Atherosclerosis is a disease resulting from impaired endothelial function, often caused by oxidant injury or inflammation. Endothelial progenitor cells (EPCs) play a critical role in repairing damaged endothelium and protecting against atherosclerosis. Quercitrin, a plant-derived flavonoid compound, displays antioxidant and anti-inflammatory activities. In this study, we showed that quercitrin treatment reduced the apoptosis of EPCs caused by oxidized low-density lipoprotein (ox-LDL) in a dose-dependent manner. Quercitrin improved tube formation, migration and adhesion of ox-LDL-treated EPCs. To determine the effect of quercitrin in vivo, EPCs treated with or without ox-LDL and quercitrin were locally injected into the ischemic hind limb muscle of nude mice. Those injected with EPCs treated with ox-LDL and quercitrin showed significantly increased local accumulation of EPCs, blood flow recovery and capillary density compared with the control and ox-LDL only groups. Furthermore, we showed that quercitrin enhanced autophagy and upregulated mitogen-activated protein kinase and ERK phosphorylation in a dose-dependent manner in vitro. Autophagy inhibitors, chloroquine and 3-methyladenine, abrogated quercitrin-enhanced autophagy caused by ox-LDL as evidenced by decreased numbers of branch points, migratory cells and adherent cells, and increased numbers of apoptotic cells. The ERK inhibitor PD98059 abrogated quercitrin-enhanced autophagy, as identified by decreased autophagosome formation and downregulated ERK phosphorylation. The inhibition of ERK did not affect the expression of Rac1, but enhanced phosphorylation of Akt. Quercitrin treatment also increased the expression of E-cadherin, and PD98059 abrogated the upregulation of E-cadherin induced by quercitrin. Our findings suggested that autophagy is a protective mechanism in EPCs exposed to oxidative damage. Quercitrin can promote autophagy through the activation of ERK and the ERK signaling pathway is therefore thought to play a pivotal role in mediating the protective effects on EPCs.

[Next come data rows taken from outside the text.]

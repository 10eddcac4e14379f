// Statistic tests
// Author: Gabriel Demetrios Lafis

use rust_streaming_stats::{
    data::{ResultLine, ValueSet},
    processing::{
        mean, median, min_max, normalize, percentile, skewness, std_dev, ProcessingError, Statistic,
        StatsProcessor, ValueFormat,
    },
};

fn compute(statistic: Statistic, values: &[f64]) -> ResultLine {
    StatsProcessor::new(statistic)
        .compute(&ValueSet::from(values.to_vec()))
        .unwrap()
}

#[test]
fn test_median_odd_and_even() {
    assert_eq!(median(&[3.0, 1.0, 2.0]).unwrap(), 2.0);
    assert_eq!(median(&[4.0, 1.0, 3.0, 2.0]).unwrap(), 2.5);
    assert_eq!(median(&[42.0]).unwrap(), 42.0);
}

#[test]
fn test_std_dev_is_population() {
    // population variance of 2,4,4,4,5,5,7,9 is 4
    let values = [2.0, 4.0, 4.0, 4.0, 5.0, 5.0, 7.0, 9.0];
    assert_eq!(std_dev(&values).unwrap(), 2.0);
    assert_eq!(std_dev(&[5.0, 5.0, 5.0]).unwrap(), 0.0);
    assert_eq!(std_dev(&[0.1, 0.1, 0.1]).unwrap(), 0.0);
    assert!(std_dev(&[1.0, 2.0]).unwrap() > 0.0);
}

#[test]
fn test_min_max_and_normalize() {
    assert_eq!(min_max(&[20.0, 10.0, 30.0]).unwrap(), (10.0, 30.0));
    assert_eq!(normalize(&[10.0, 20.0, 30.0]).unwrap(), vec![0.0, 0.5, 1.0]);
    assert_eq!(normalize(&[4.0, 4.0]).unwrap(), vec![0.0, 0.0]);
}

#[test]
fn test_percentile_nearest_rank() {
    let values: Vec<f64> = (1..=10).map(f64::from).rev().collect();
    assert_eq!(percentile(&values, 90.0).unwrap(), 9.0);
    assert_eq!(percentile(&values, 100.0).unwrap(), 10.0);
    assert_eq!(percentile(&values, 1.0).unwrap(), 1.0);
    assert_eq!(percentile(&[7.0], 90.0).unwrap(), 7.0);

    let values: Vec<f64> = (1..=30).map(f64::from).collect();
    assert_eq!(percentile(&values, 90.0).unwrap(), 27.0);
}

#[test]
fn test_skewness() {
    assert_eq!(skewness(&[7.0, 7.0, 7.0, 7.0]).unwrap(), 0.0);
    assert!(skewness(&[1.0, 2.0, 3.0, 4.0, 5.0]).unwrap().abs() < 1e-12);
    assert!(skewness(&[1.0, 1.0, 1.0, 10.0]).unwrap() > 0.0);
    assert!(skewness(&[1.0, 10.0, 10.0, 10.0]).unwrap() < 0.0);
}

#[test]
fn test_empty_value_set_is_an_error() {
    for statistic in Statistic::ALL {
        let err = StatsProcessor::new(statistic)
            .compute(&ValueSet::new())
            .unwrap_err();
        assert!(matches!(err, ProcessingError::EmptyValueSet), "{}", statistic);
    }
}

#[test]
fn test_result_lines() {
    assert_eq!(compute(Statistic::Median, &[1.0, 2.0, 3.0, 4.0]).to_string(), "Median\t2.5");
    assert_eq!(compute(Statistic::Median, &[1.0, 2.0, 3.0]).to_string(), "Median\t2");
    assert_eq!(compute(Statistic::StdDev, &[5.0, 5.0, 5.0]).to_string(), "StandardDeviation\t0");
    assert_eq!(compute(Statistic::MinMax, &[10.0, 20.0, 30.0]).to_string(), "MinMax\tmin=10,max=30");
    assert_eq!(
        compute(Statistic::Percentile, &[1.0, 2.0, 3.0, 4.0, 5.0, 6.0, 7.0, 8.0, 9.0, 10.0]).to_string(),
        "90thPercentile\t9"
    );
    assert_eq!(compute(Statistic::Skewness, &[7.0, 7.0, 7.0, 7.0]).to_string(), "Skewness\t0");
}

#[test]
fn test_fixed_precision_and_percentile_label() {
    let values = ValueSet::from(vec![1.0, 2.0, 3.0, 4.0]);

    let line = StatsProcessor::new(Statistic::Median)
        .with_format(ValueFormat::Fixed(3))
        .compute(&values)
        .unwrap();
    assert_eq!(line.to_string(), "Median\t2.500");

    let line = StatsProcessor::new(Statistic::MinMax)
        .with_format(ValueFormat::Fixed(1))
        .compute(&values)
        .unwrap();
    assert_eq!(line.value, "min=1.0,max=4.0");

    let processor = StatsProcessor::new(Statistic::Percentile)
        .with_percentile(75.0)
        .unwrap();
    assert_eq!(processor.label(), "75thPercentile");
    assert_eq!(processor.compute(&values).unwrap().value, "3");

    assert!(StatsProcessor::new(Statistic::Percentile).with_percentile(0.0).is_err());
    assert!(StatsProcessor::new(Statistic::Percentile).with_percentile(101.0).is_err());
}

#[test]
fn test_selector_parsing() {
    assert_eq!("MEDIAN".parse::<Statistic>().unwrap(), Statistic::Median);
    assert_eq!("StdDev".parse::<Statistic>().unwrap(), Statistic::StdDev);
    for statistic in Statistic::ALL {
        assert_eq!(statistic.name().parse::<Statistic>().unwrap(), statistic);
    }

    let err = "mode".parse::<Statistic>().unwrap_err();
    assert!(matches!(err, ProcessingError::UnknownStatistic(_)));
    assert!(err.to_string().contains("mode"));
}

#[test]
fn test_compute_is_deterministic() {
    let values = ValueSet::from(vec![3.5, -1.25, 8.0, 0.0, 2.75, 2.75]);

    for statistic in Statistic::ALL {
        let processor = StatsProcessor::new(statistic);
        let first = processor.compute(&values).unwrap();
        let second = processor.compute(&values).unwrap();
        assert_eq!(first, second);
    }
}

#[test]
fn test_result_line_extraction() {
    let line = ResultLine::parse("MinMax\tmin=10,max=30\n").unwrap();
    assert_eq!(line.label, "MinMax");
    assert_eq!(line.min_max(), Some((10.0, 30.0)));
    assert_eq!(line.numeric_value(), None);

    let line = ResultLine::parse("Median\t2.5").unwrap();
    assert_eq!(line.numeric_value(), Some(2.5));

    assert!(ResultLine::parse("Median").is_err());
    assert!(ResultLine::parse("a b c").is_err());
}

#[test]
#[allow(overflowing_literals)]
fn test_large_finite_inputs_stay_finite() {
    let line = compute(Statistic::Median, &[1.7e308, 1.7e308]);
    assert_eq!(line.numeric_value(), Some(1.7e308));
    assert_eq!(median(&[-1.7e308, 1.7e308]).unwrap(), 0.0);
    let mid = median(&[1.6e308, 1.8e308]).unwrap();
    assert!((mid / 1.7e308 - 1.0).abs() < 1e-12);

    let sd = std_dev(&[1e308, -1e308]).unwrap();
    assert!(sd.is_finite());
    assert!((sd / 1e308 - 1.0).abs() < 1e-12);

    let skew = skewness(&[1e308, 1.5e308, 1.6e308]).unwrap();
    assert!(skew.is_finite());
    assert!(skew < 0.0);

    let same_shape = skewness(&[1.0, 1.5, 1.6]).unwrap();
    assert!((skew - same_shape).abs() < 1e-9);

    assert_eq!(mean(&[1.7e308, 1.7e308]).unwrap(), 1.7e308);
    assert_eq!(normalize(&[-1.7e308, 0.0, 1.7e308]).unwrap(), vec![0.0, 0.5, 1.0]);

    for statistic in Statistic::ALL {
        let line = compute(statistic, &[1.7e308, -1.7e308, 1.2e308]);
        assert!(!line.value.contains("inf") && !line.value.contains("NaN"), "{}", line);
    }
}

#[test]
fn test_tiny_inputs_keep_precision() {
    let sd = std_dev(&[1e-310, 3e-310]).unwrap();
    assert!(sd > 0.0);
    let mid = median(&[1e-310, 3e-310]).unwrap();
    assert!(mid > 1e-310 && mid < 3e-310);
}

动脉粥样硬化是一种因内皮功能受损导致的疾病,常由氧化损伤或炎症引起。内皮祖细胞(EPCs)在修复受损内皮和预防动脉粥样硬化方面发挥着关键作用。槲皮苷是一种植物来源的黄酮类化合物,具有抗氧化和抗炎活性。在本研究中,我们发现槲皮苷处理以剂量依赖的方式减少了氧化型低密度脂蛋白(ox-LDL)诱导的EPCs凋亡。槲皮苷改善了ox-LDL处理的EPCs的管腔形成、迁移和黏附。为了确定槲皮苷在体内的作用,将经ox-LDL和槲皮苷处理或未处理的EPCs局部注射到裸鼠缺血后肢肌肉中。与对照组和仅ox-LDL组相比,注射经ox-LDL和槲皮苷处理的EPCs的小鼠局部EPCs积累显著增加,血流恢复和毛细血管密度增加。此外,我们发现槲皮苷在体外以剂量依赖的方式增强自噬并上调丝裂原活化蛋白激酶和ERK磷酸化。自噬抑制剂氯喹和3-甲基腺嘌呤消除了ox-LDL诱导的槲皮苷增强的自噬,表现为分支点、迁移细胞和黏附细胞数量减少,凋亡细胞数量增加。ERK抑制剂PD98059消除了槲皮苷增强的自噬,表现为自噬体形成减少和ERK磷酸化下调。ERK的抑制不影响Rac1的表达,但增强了Akt的磷酸化。槲皮苷处理还增加了E-钙黏蛋白的表达,而PD98059消除了槲皮苷诱导的E-钙黏蛋白上调。我们的研究结果表明,自噬是暴露于氧化损伤的EPCs中的一种保护机制。槲皮苷可通过激活ERK促进自噬,因此ERK信号通路被认为在介导对EPCs的保护作用中起关键作用。